Experimental and numerical analysis of a rectangular helical coil actuator for electromagnetic bulging

Abstract

The electromagnetic sheet forming process for aluminum alloy sheets was studied experimentally and numerically with a rectangular helical coil actuator. The widely used planar spiral coils are associated with a low magnetic pressure at their center that imposes limitations on the shapes of sheet products. In order to generate a relatively uniform magnetic pressure, a rectangular helical coil is introduced with parallel wires covering the working area uniformly. Two approaches were used for the analysis. In the analytical modeling approach, the analytical expression for the magnetic pressure was obtained, assuming that the wires are equivalent to a current sheet.
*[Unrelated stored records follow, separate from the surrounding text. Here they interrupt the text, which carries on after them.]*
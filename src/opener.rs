//! Opening result links with the operating system's URL handler.

use std::io;

use thiserror::Error;

#[derive(Debug, Error)]
pub enum OpenLinkError {
    #[error("result has no external link")]
    MissingLink,

    #[error("failed to launch the system URL handler: {0}")]
    Launch(#[source] io::Error),
}

/// Something that can hand a URL to a browser.
pub trait LinkOpener: Send + Sync {
    fn open(&self, url: &str) -> Result<(), OpenLinkError>;
}

/// Fire-and-forget launch of the platform URL handler.
#[derive(Clone, Copy, Debug, Default)]
pub struct SystemOpener;

impl LinkOpener for SystemOpener {
    fn open(&self, url: &str) -> Result<(), OpenLinkError> {
        open_with(url, |url| open::that_detached(url))
    }
}

fn open_with<F>(url: &str, launch: F) -> Result<(), OpenLinkError>
where
    F: FnOnce(&str) -> io::Result<()>,
{
    if url.trim().is_empty() {
        return Err(OpenLinkError::MissingLink);
    }

    launch(url).map_err(OpenLinkError::Launch)?;
    tracing::debug!(url, "Handed link to the system URL handler");
    Ok(())
}
//! Spotify Web API search client

use serde::Deserialize;
use thiserror::Error;

use crate::auth::AccessToken;
use crate::config::Config;
use super::content::SearchResults;
use super::types::Category;

const SEARCH_PATH: &str = "/v1/search";

/// Search always starts at the first page.
const SEARCH_OFFSET: u32 = 0;

#[derive(Debug, Error)]
pub enum SearchError {
    #[error("search request failed: {0}")]
    Transport(#[source] reqwest::Error),

    #[error("search rejected with status {status}: {message}")]
    Status { status: u16, message: String },

    #[error("search response could not be decoded: {0}")]
    Decode(#[source] serde_json::Error),
}

/// Regular error object of the Web API.
#[derive(Deserialize)]
struct ApiErrorBody {
    error: ApiError,
}

#[derive(Deserialize)]
struct ApiError {
    #[serde(default)]
    message: String,
}

/// Thin wrapper over the search endpoint
#[derive(Clone)]
pub struct SpotifyClient {
    http: reqwest::Client,
    api_url: String,
    market: String,
    limit: u8,
}

impl SpotifyClient {
    pub fn new(http: reqwest::Client, config: &Config) -> Self {
        Self {
            http,
            api_url: config.api_url.clone(),
            market: config.market.clone(),
            limit: config.limit,
        }
    }

    /// Build the GET request for one search without sending it.
    pub fn search_request(
        &self,
        query: &str,
        category: Category,
        token: &AccessToken,
    ) -> reqwest::Result<reqwest::Request> {
        let limit = self.limit.to_string();
        let offset = SEARCH_OFFSET.to_string();

        self.http
            .get(format!("{}{}", self.api_url, SEARCH_PATH))
            .query(&[
                ("query", query),
                ("type", category.as_str()),
                ("market", self.market.as_str()),
                ("limit", limit.as_str()),
                ("offset", offset.as_str()),
            ])
            .bearer_auth(&token.access_token)
            .build()
    }

    /// Search one category and decode its result envelope.
    pub async fn search(
        &self,
        query: &str,
        category: Category,
        token: &AccessToken,
    ) -> Result<SearchResults, SearchError> {
        crate::log_api_request!("search", query, category = %category, limit = self.limit);

        let result = self.execute_search(query, category, token).await;
        crate::log_api_result!("search", result);

        if let Ok(ref results) = result {
            tracing::debug!(
                query,
                category = %category,
                returned = results.len(),
                total = results.total,
                "Search decoded"
            );
        }
        result
    }

    async fn execute_search(
        &self,
        query: &str,
        category: Category,
        token: &AccessToken,
    ) -> Result<SearchResults, SearchError> {
        let request = self
            .search_request(query, category, token)
            .map_err(SearchError::Transport)?;

        let response = self
            .http
            .execute(request)
            .await
            .map_err(SearchError::Transport)?;

        let status = response.status();
        let body = response.text().await.map_err(SearchError::Transport)?;

        if !status.is_success() {
            return Err(SearchError::Status {
                status: status.as_u16(),
                message: api_error_message(&body, status),
            });
        }

        SearchResults::from_json(category, &body).map_err(SearchError::Decode)
    }
}

fn api_error_message(body: &str, status: reqwest::StatusCode) -> String {
    match serde_json::from_str::<ApiErrorBody>(body) {
        Ok(parsed) if !parsed.error.message.is_empty() => parsed.error.message,
        _ => status
            .canonical_reason()
            .unwrap_or("unknown error")
            .to_string(),
    }
}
In the numerical modeling approach, a loosely coupled scheme was introduced to solve the electromagnetic and mechanical problems. The Maxwell equations were first solved for estimation of the magnetic pressure exerted on the workpiece ignoring any workpiece deformations. The magnetic pressure variation was then used as a boundary condition in the mechanical calculation for estimation of the deformation of the workpiece. For validation of the developed numerical model, a rectangular helical coil actuator was designed and tested to form a half ellipsoid with aluminum alloy sheets. The measured and predicted shapes of the half ellipsoid were compared. The effects of the coil design parameters for increasing the magnetic pressure are also discussed.